Robert Ballinger serves as the National Association of Christian Legislators’ director of law and policy. The current law restricting abortions in almost all circumstances was developed with the assistance of the former state senator. Garner’s bill, according to him, is not likely to get out of committee.
“It would make better news if this were a real possibility,” Ballinger said.
Further attempts to make exceptions, according to Ballinger, are likely to be attempted, but they will be ineffective as long as the state maintains its supermajority Republican makeup.
“I think it’s politics and [Garner] playing to her base,” Ballinger said. “That’s what you see happening, and there’s really no chance of this getting passed.”
Political scientist Dr. Janine Parry oversees the annual Arkansas Poll at the University of Arkansas. The survey gathers information from Arkansans regarding their opinions on various political issues that are current at the time.
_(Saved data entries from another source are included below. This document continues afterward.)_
//! Gitea webhook codec.
//!
//! Gitea payloads mirror GitHub's, so classification reuses the GitHub
//! payload shapes. Authentication differs: the secret travels inside the
//! JSON body.

use notify::Notification;
use serde_json::Value;

use super::github::{
    issue_comment_notification, issues_notification, pull_request_notification,
    push_notification,
};
use super::{secrets_match, PayloadCodec};
use crate::error::WatcherError;
use crate::response::WebhookRequest;

/// Header naming the Gitea event.
pub const EVENT_HEADER: &str = "x-gitea-event";

/// Body field carrying the configured secret.
pub const SECRET_FIELD: &str = "secret";

/// Codec for Gitea webhooks.
#[derive(Debug, Clone, Copy, Default)]
pub struct GiteaCodec;

impl PayloadCodec for GiteaCodec {
    fn event_header(&self) -> &'static str {
        EVENT_HEADER
    }

    fn authenticate(&self, _request: &WebhookRequest, payload: &Value, secret: &str) -> bool {
        let sent = match payload.get(SECRET_FIELD) {
            Some(Value::String(s)) => s.clone(),
            Some(Value::Null) | None => String::new(),
            Some(other) => other.to_string(),
        };
        secrets_match(secret, &sent)
    }

    fn classify(
        &self,
        request: &WebhookRequest,
        payload: &Value,
    ) -> Result<Option<Notification>, WatcherError> {
        match request.normalized_header(EVENT_HEADER).as_str() {
            "pull_request" => pull_request_notification(payload),
            "issues" => issues_notification(payload),
            "issue_comment" => issue_comment_notification(payload),
            "push" => push_notification(payload),
            _ => Ok(None),
        }
    }
}
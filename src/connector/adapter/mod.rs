mod mock_chat_client;
mod mock_image_client;
mod openai_chat_client;
mod openai_config;
mod openai_error;
mod openai_image_client;

pub use mock_chat_client::*;
pub use mock_image_client::*;
pub use openai_chat_client::*;
pub use openai_config::*;
pub use openai_image_client::*;
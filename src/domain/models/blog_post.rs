use serde::{Deserialize, Serialize};

/// Decorative background produced by the image stage.
#[derive(Debug, Clone, PartialEq, Eq, Serialize, Deserialize)]
pub struct BackgroundImage {
    url: String,
}

impl BackgroundImage {
    pub fn new(url: impl Into<String>) -> Self {
        Self { url: url.into() }
    }

    pub fn url(&self) -> &str {
        &self.url
    }

    /// Full-page background styling referencing the image URL verbatim.
    pub fn css(&self) -> String {
        format!(
            "body {{\n    background-image: url(\"{}\");\n    background-size: cover;\n    background-position: center;\n    background-attachment: fixed;\n}}",
            self.url
        )
    }
}

/// Everything a successful run produced, in stage order.
#[derive(Debug, Clone, Serialize, Deserialize)]
pub struct BlogPost {
    topic: String,
    bullets: String,
    expanded: String,
    post: String,
    background: Option<BackgroundImage>,
}

impl BlogPost {
    pub fn new(
        topic: impl Into<String>,
        bullets: impl Into<String>,
        expanded: impl Into<String>,
        post: impl Into<String>,
    ) -> Self {
        Self {
            topic: topic.into(),
            bullets: bullets.into(),
            expanded: expanded.into(),
            post: post.into(),
            background: None,
        }
    }

    pub fn with_background(mut self, background: BackgroundImage) -> Self {
        self.background = Some(background);
        self
    }

    pub fn topic(&self) -> &str {
        &self.topic
    }

    pub fn bullets(&self) -> &str {
        &self.bullets
    }

    pub fn expanded(&self) -> &str {
        &self.expanded
    }

    pub fn post(&self) -> &str {
        &self.post
    }

    pub fn background(&self) -> Option<&BackgroundImage> {
        self.background.as_ref()
    }
}
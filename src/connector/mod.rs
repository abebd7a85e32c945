//! # Connector Layer
//!
//! External integrations implementing application interfaces:
//! - Chat completion and image generation over HTTP (OpenAI-compatible)
//! - Deterministic offline clients for trying the pipeline without an account
//! - Terminal presentation of stage progress

pub mod adapter;
pub mod presentation;

pub use adapter::*;
pub use presentation::*;
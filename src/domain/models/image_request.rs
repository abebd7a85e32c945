use serde::{Deserialize, Serialize};

/// Square output resolutions accepted by the image endpoint.
#[derive(Debug, Clone, Copy, PartialEq, Eq, Default, Serialize, Deserialize)]
pub enum ImageSize {
    #[serde(rename = "256x256")]
    S256,
    #[serde(rename = "512x512")]
    S512,
    #[default]
    #[serde(rename = "1024x1024")]
    S1024,
}

impl ImageSize {
    pub fn as_str(&self) -> &'static str {
        match self {
            ImageSize::S256 => "256x256",
            ImageSize::S512 => "512x512",
            ImageSize::S1024 => "1024x1024",
        }
    }
}

#[derive(Debug, Clone, PartialEq, Eq, Serialize, Deserialize)]
pub struct ImageRequest {
    prompt: String,
    count: u8,
    size: ImageSize,
}

impl ImageRequest {
    /// A request for a single 1024x1024 image.
    pub fn new(prompt: impl Into<String>) -> Self {
        Self {
            prompt: prompt.into(),
            count: 1,
            size: ImageSize::S1024,
        }
    }

    pub fn prompt(&self) -> &str {
        &self.prompt
    }

    pub fn count(&self) -> u8 {
        self.count
    }

    pub fn size(&self) -> ImageSize {
        self.size
    }
}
According to Parry, the findings indicate that Arkansans generally support exceptions.
“We got majority support,” Parry said.
The policy, according to Parry, does not align with the statistics, and she predicted that it won’t change for at least a few years. She claimed that both the significance of primaries and the state’s supermajority red status are factors in this.
“We really can’t expect anything but more of the same,” Parry said. “It is a modern reality.”